[TASK DETAILS]:
Write out, word for word, every line in the data below from the one containing "URL is configured." to the one containing "pub const RETRY_DELAY: Duration", both of them included.

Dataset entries
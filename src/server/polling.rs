//! Long-polling transport, used when no public webhook URL is configured.

use std::future::Future;
use std::time::Duration;

use tracing::{debug, info, warn};

use crate::commands::CommandHandler;
use crate::telegram::TelegramBot;

/// Server-side `getUpdates` timeout.
pub const POLL_TIMEOUT_SECS: u64 = 30;

/// Pause after a failed poll.
pub const RETRY_DELAY: Duration = Duration::from_secs(5);

/// Polls `getUpdates` and processes updates one at a time until `shutdown`
/// resolves.
pub async fn run_polling(
    bot: &TelegramBot,
    handler: &CommandHandler,
    timeout_secs: u64,
    shutdown: impl Future<Output = ()>,
) {
    tokio::pin!(shutdown);
    let mut offset: Option<i64> = None;
    info!("Long polling started");

    loop {
        let batch = tokio::select! {
            () = &mut shutdown => break,
            batch = bot.get_updates(offset, timeout_secs) => batch,
        };

        match batch {
            Ok(updates) => {
                if !updates.is_empty() {
                    debug!("Received {} updates", updates.len());
                }
                for update in updates {
                    offset = Some(update.update_id + 1);
                    handler.handle_update(update).await;
                }
            }
            Err(e) => {
                warn!("getUpdates failed: {}; retrying in {:?}", e, RETRY_DELAY);
                tokio::select! {
                    () = &mut shutdown => break,
                    () = tokio::time::sleep(RETRY_DELAY) => {}
                }
            }
        }
    }

    info!("Long polling stopped");
}
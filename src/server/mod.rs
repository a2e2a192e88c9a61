//! Inbound update transports: webhook server and long polling.

mod polling;
mod webhook;

pub use polling::{POLL_TIMEOUT_SECS, RETRY_DELAY, run_polling};
pub use webhook::{HEALTH_BODY, router, serve};
//! Configuration module for the astronomy bot.
//!
//! Handles loading of the required API credentials and the optional
//! runtime settings from environment variables.

mod settings;

pub use settings::{BotSettings, ConfigError, Credentials};
//! Daily APOD broadcast scheduler module.
//!
//! Fires once a day at a fixed UTC time and delivers the Astronomy Picture
//! of the Day to every subscriber.

mod runner;
mod state;

pub use runner::{DailyBroadcaster, SchedulerMessage};
pub use state::{BroadcastReport, DailyTime, DailyTimeError};
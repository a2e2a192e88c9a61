//! Telegram Bot API client over HTTPS.

use std::time::Duration;

use async_trait::async_trait;
use serde::Serialize;
use serde::de::{DeserializeOwned, IgnoredAny};
use thiserror::Error;
use tracing::{debug, info, warn};

use super::Messenger;
use super::message::{Content, Outgoing};
use super::types::{ApiResponse, BotUser, ChatId, InlineKeyboardMarkup, Update};

const TELEGRAM_API_ROOT: &str = "https://api.telegram.org";
const CALL_TIMEOUT: Duration = Duration::from_secs(15);

/// Slack added on top of the long-poll timeout for the HTTP request itself.
const POLL_GRACE: Duration = Duration::from_secs(10);

/// Errors that can occur while talking to the Bot API.
#[derive(Debug, Error)]
pub enum TransportError {
    #[error("Bot API request failed: {0}")]
    Http(reqwest::Error),

    #[error("{method} rejected ({code}): {description}")]
    Api {
        method: &'static str,
        code: i64,
        description: String,
    },

    #[error("Flood wait required: {0} seconds")]
    FloodWait(u64),

    #[error("{0} returned ok without a result")]
    MissingResult(&'static str),
}

impl From<reqwest::Error> for TransportError {
    fn from(err: reqwest::Error) -> Self {
        // The request URL embeds the bot token.
        Self::Http(err.without_url())
    }
}

/// Bot API client bound to one bot token.
#[derive(Clone)]
pub struct TelegramBot {
    http: reqwest::Client,
    api_base: String,
}

impl TelegramBot {
    #[must_use]
    pub fn new(http: reqwest::Client, token: &str) -> Self {
        Self::with_api_root(http, TELEGRAM_API_ROOT, token)
    }

    /// Points the client at a different Bot API server.
    #[must_use]
    pub fn with_api_root(http: reqwest::Client, root: &str, token: &str) -> Self {
        Self {
            http,
            api_base: format!("{}/bot{}", root.trim_end_matches('/'), token),
        }
    }

    async fn call<P, R>(
        &self,
        method: &'static str,
        payload: &P,
        timeout: Duration,
    ) -> Result<R, TransportError>
    where
        P: Serialize + ?Sized + Sync,
        R: DeserializeOwned,
    {
        let url = format!("{}/{}", self.api_base, method);
        let response = self
            .http
            .post(url)
            .json(payload)
            .timeout(timeout)
            .send()
            .await?;

        // Error responses carry a JSON envelope too, so the status is not checked.
        let envelope: ApiResponse<R> = response.json().await?;
        if envelope.ok {
            return envelope.result.ok_or(TransportError::MissingResult(method));
        }

        if let Some(seconds) = envelope.parameters.and_then(|p| p.retry_after) {
            warn!("{} hit flood control: retry after {}s", method, seconds);
            return Err(TransportError::FloodWait(seconds));
        }

        Err(TransportError::Api {
            method,
            code: envelope.error_code.unwrap_or_default(),
            description: envelope
                .description
                .unwrap_or_else(|| "no description".to_owned()),
        })
    }

    /// Returns the bot's own account.
    ///
    /// # Errors
    ///
    /// Returns an error if the request fails or the token is rejected.
    pub async fn get_me(&self) -> Result<BotUser, TransportError> {
        self.call("getMe", &serde_json::json!({}), CALL_TIMEOUT).await
    }

    /// Sends a text message.
    ///
    /// # Errors
    ///
    /// Returns an error if the request fails or Telegram rejects it.
    pub async fn send_message(
        &self,
        chat_id: ChatId,
        text: &str,
        markdown: bool,
        keyboard: Option<&InlineKeyboardMarkup>,
    ) -> Result<(), TransportError> {
        debug!("sendMessage to {}: \"{}\"", chat_id, truncate_for_log(text, 40));

        let mut payload = serde_json::json!({
            "chat_id": chat_id,
            "text": text,
        });
        decorate(&mut payload, markdown, keyboard);

        let _: IgnoredAny = self.call("sendMessage", &payload, CALL_TIMEOUT).await?;
        Ok(())
    }

    /// Sends a photo by URL with a caption.
    ///
    /// # Errors
    ///
    /// Returns an error if the request fails or Telegram rejects it (for
    /// example when it cannot fetch the photo URL).
    pub async fn send_photo(
        &self,
        chat_id: ChatId,
        photo_url: &str,
        caption: &str,
        markdown: bool,
        keyboard: Option<&InlineKeyboardMarkup>,
    ) -> Result<(), TransportError> {
        debug!("sendPhoto to {}: {}", chat_id, photo_url);

        let mut payload = serde_json::json!({
            "chat_id": chat_id,
            "photo": photo_url,
            "caption": caption,
        });
        decorate(&mut payload, markdown, keyboard);

        let _: IgnoredAny = self.call("sendPhoto", &payload, CALL_TIMEOUT).await?;
        Ok(())
    }

    /// Stops the loading indicator on a pressed inline button.
    ///
    /// # Errors
    ///
    /// Returns an error if the request fails or the query expired.
    pub async fn answer_callback_query(&self, callback_id: &str) -> Result<(), TransportError> {
        let payload = serde_json::json!({ "callback_query_id": callback_id });
        let _: bool = self.call("answerCallbackQuery", &payload, CALL_TIMEOUT).await?;
        Ok(())
    }

    /// Registers `url` as the webhook for message and callback updates.
    ///
    /// # Errors
    ///
    /// Returns an error if the request fails or Telegram rejects the URL.
    pub async fn set_webhook(&self, url: &str) -> Result<(), TransportError> {
        let payload = serde_json::json!({
            "url": url,
            "allowed_updates": ["message", "callback_query"],
        });
        let _: bool = self.call("setWebhook", &payload, CALL_TIMEOUT).await?;
        info!("Webhook registered");
        Ok(())
    }

    /// Removes any registered webhook so `getUpdates` can be used.
    ///
    /// # Errors
    ///
    /// Returns an error if the request fails.
    pub async fn delete_webhook(&self) -> Result<(), TransportError> {
        let _: bool = self
            .call("deleteWebhook", &serde_json::json!({}), CALL_TIMEOUT)
            .await?;
        Ok(())
    }

    /// Long-polls for updates after `offset`.
    ///
    /// # Errors
    ///
    /// Returns an error if the request fails or times out.
    pub async fn get_updates(
        &self,
        offset: Option<i64>,
        timeout_secs: u64,
    ) -> Result<Vec<Update>, TransportError> {
        let payload = serde_json::json!({
            "offset": offset,
            "timeout": timeout_secs,
            "allowed_updates": ["message", "callback_query"],
        });
        self.call(
            "getUpdates",
            &payload,
            Duration::from_secs(timeout_secs) + POLL_GRACE,
        )
        .await
    }
}

fn decorate(
    payload: &mut serde_json::Value,
    markdown: bool,
    keyboard: Option<&InlineKeyboardMarkup>,
) {
    if markdown {
        payload["parse_mode"] = serde_json::Value::from("Markdown");
    }
    if let Some(keyboard) = keyboard
        && let Ok(markup) = serde_json::to_value(keyboard)
    {
        payload["reply_markup"] = markup;
    }
}

#[async_trait]
impl Messenger for TelegramBot {
    async fn deliver(&self, chat_id: ChatId, message: &Outgoing) -> Result<(), TransportError> {
        let keyboard = message.keyboard.as_ref();
        match &message.content {
            Content::Text(text) => {
                self.send_message(chat_id, text, message.markdown, keyboard)
                    .await
            }
            Content::Photo { url, caption } => {
                self.send_photo(chat_id, url, caption, message.markdown, keyboard)
                    .await
            }
        }
    }

    async fn acknowledge(&self, callback_id: &str) -> Result<(), TransportError> {
        self.answer_callback_query(callback_id).await
    }
}

impl std::fmt::Debug for TelegramBot {
    fn fmt(&self, f: &mut std::fmt::Formatter<'_>) -> std::fmt::Result {
        f.debug_struct("TelegramBot").finish_non_exhaustive()
    }
}

/// Truncates a string for logging purposes.
fn truncate_for_log(s: &str, max_len: usize) -> String {
    if s.chars().count() <= max_len {
        s.to_owned()
    } else {
        format!("{}...", s.chars().take(max_len).collect::<String>())
    }
}
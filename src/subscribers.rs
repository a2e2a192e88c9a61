//! In-memory registry of chats subscribed to the daily broadcast.
//!
//! The registry lives for the process lifetime only; a restart starts empty.

use std::collections::HashSet;

use tokio::sync::RwLock;
use tracing::info;

use crate::telegram::ChatId;

#[derive(Debug, Clone, Copy, PartialEq, Eq)]
pub enum SubscribeOutcome {
    Subscribed,
    AlreadySubscribed,
}

#[derive(Debug, Clone, Copy, PartialEq, Eq)]
pub enum UnsubscribeOutcome {
    Unsubscribed,
    NotSubscribed,
}

/// Set of subscribed chats, shared by handle between the dispatcher and the
/// scheduler.
#[derive(Debug, Default)]
pub struct SubscriberRegistry {
    chats: RwLock<HashSet<ChatId>>,
}

impl SubscriberRegistry {
    #[must_use]
    pub fn new() -> Self {
        Self::default()
    }

    pub async fn subscribe(&self, chat_id: ChatId) -> SubscribeOutcome {
        let mut chats = self.chats.write().await;
        if chats.insert(chat_id) {
            info!("Chat {} subscribed ({} total)", chat_id, chats.len());
            SubscribeOutcome::Subscribed
        } else {
            SubscribeOutcome::AlreadySubscribed
        }
    }

    pub async fn unsubscribe(&self, chat_id: ChatId) -> UnsubscribeOutcome {
        let mut chats = self.chats.write().await;
        if chats.remove(&chat_id) {
            info!("Chat {} unsubscribed ({} total)", chat_id, chats.len());
            UnsubscribeOutcome::Unsubscribed
        } else {
            UnsubscribeOutcome::NotSubscribed
        }
    }

    /// Copies the current members, sorted, so iteration holds no lock.
    pub async fn snapshot(&self) -> Vec<ChatId> {
        let mut members: Vec<ChatId> = self.chats.read().await.iter().copied().collect();
        members.sort_unstable();
        members
    }

    pub async fn contains(&self, chat_id: ChatId) -> bool {
        self.chats.read().await.contains(&chat_id)
    }

    pub async fn len(&self) -> usize {
        self.chats.read().await.len()
    }

    pub async fn is_empty(&self) -> bool {
        self.chats.read().await.is_empty()
    }
}

#[cfg(test)]
mod tests {
    use super::*;

    #[tokio::test]
    async fn test_double_subscribe() {
        let registry = SubscriberRegistry::new();
        assert_eq!(registry.subscribe(ChatId(1)).await, SubscribeOutcome::Subscribed);
        assert_eq!(
            registry.subscribe(ChatId(1)).await,
            SubscribeOutcome::AlreadySubscribed
        );
        assert_eq!(registry.len().await, 1);
    }

    #[tokio::test]
    async fn test_subscribe_then_unsubscribe_restores() {
        let registry = SubscriberRegistry::new();
        registry.subscribe(ChatId(5)).await;
        let before = registry.snapshot().await;

        registry.subscribe(ChatId(7)).await;
        assert!(registry.contains(ChatId(7)).await);
        assert_eq!(
            registry.unsubscribe(ChatId(7)).await,
            UnsubscribeOutcome::Unsubscribed
        );

        assert_eq!(registry.snapshot().await, before);
    }

    #[tokio::test]
    async fn test_unsubscribe_unknown() {
        let registry = SubscriberRegistry::new();
        assert!(registry.is_empty().await);
        assert_eq!(
            registry.unsubscribe(ChatId(3)).await,
            UnsubscribeOutcome::NotSubscribed
        );
    }

    #[tokio::test]
    async fn test_snapshot_is_detached() {
        let registry = SubscriberRegistry::new();
        registry.subscribe(ChatId(2)).await;
        registry.subscribe(ChatId(1)).await;

        let snapshot = registry.snapshot().await;
        registry.subscribe(ChatId(3)).await;

        assert_eq!(snapshot, vec![ChatId(1), ChatId(2)]);
        assert_eq!(registry.len().await, 3);
    }
}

[SOLUTION BELOW]:
//! Long-polling transport, used when no public webhook URL is configured.

use std::future::Future;
use std::time::Duration;

use tracing::{debug, info, warn};

use crate::commands::CommandHandler;
use crate::telegram::TelegramBot;

/// Server-side `getUpdates` timeout.
pub const POLL_TIMEOUT_SECS: u64 = 30;

/// Pause after a failed poll.
pub const RETRY_DELAY: Duration = Duration::from_secs(5);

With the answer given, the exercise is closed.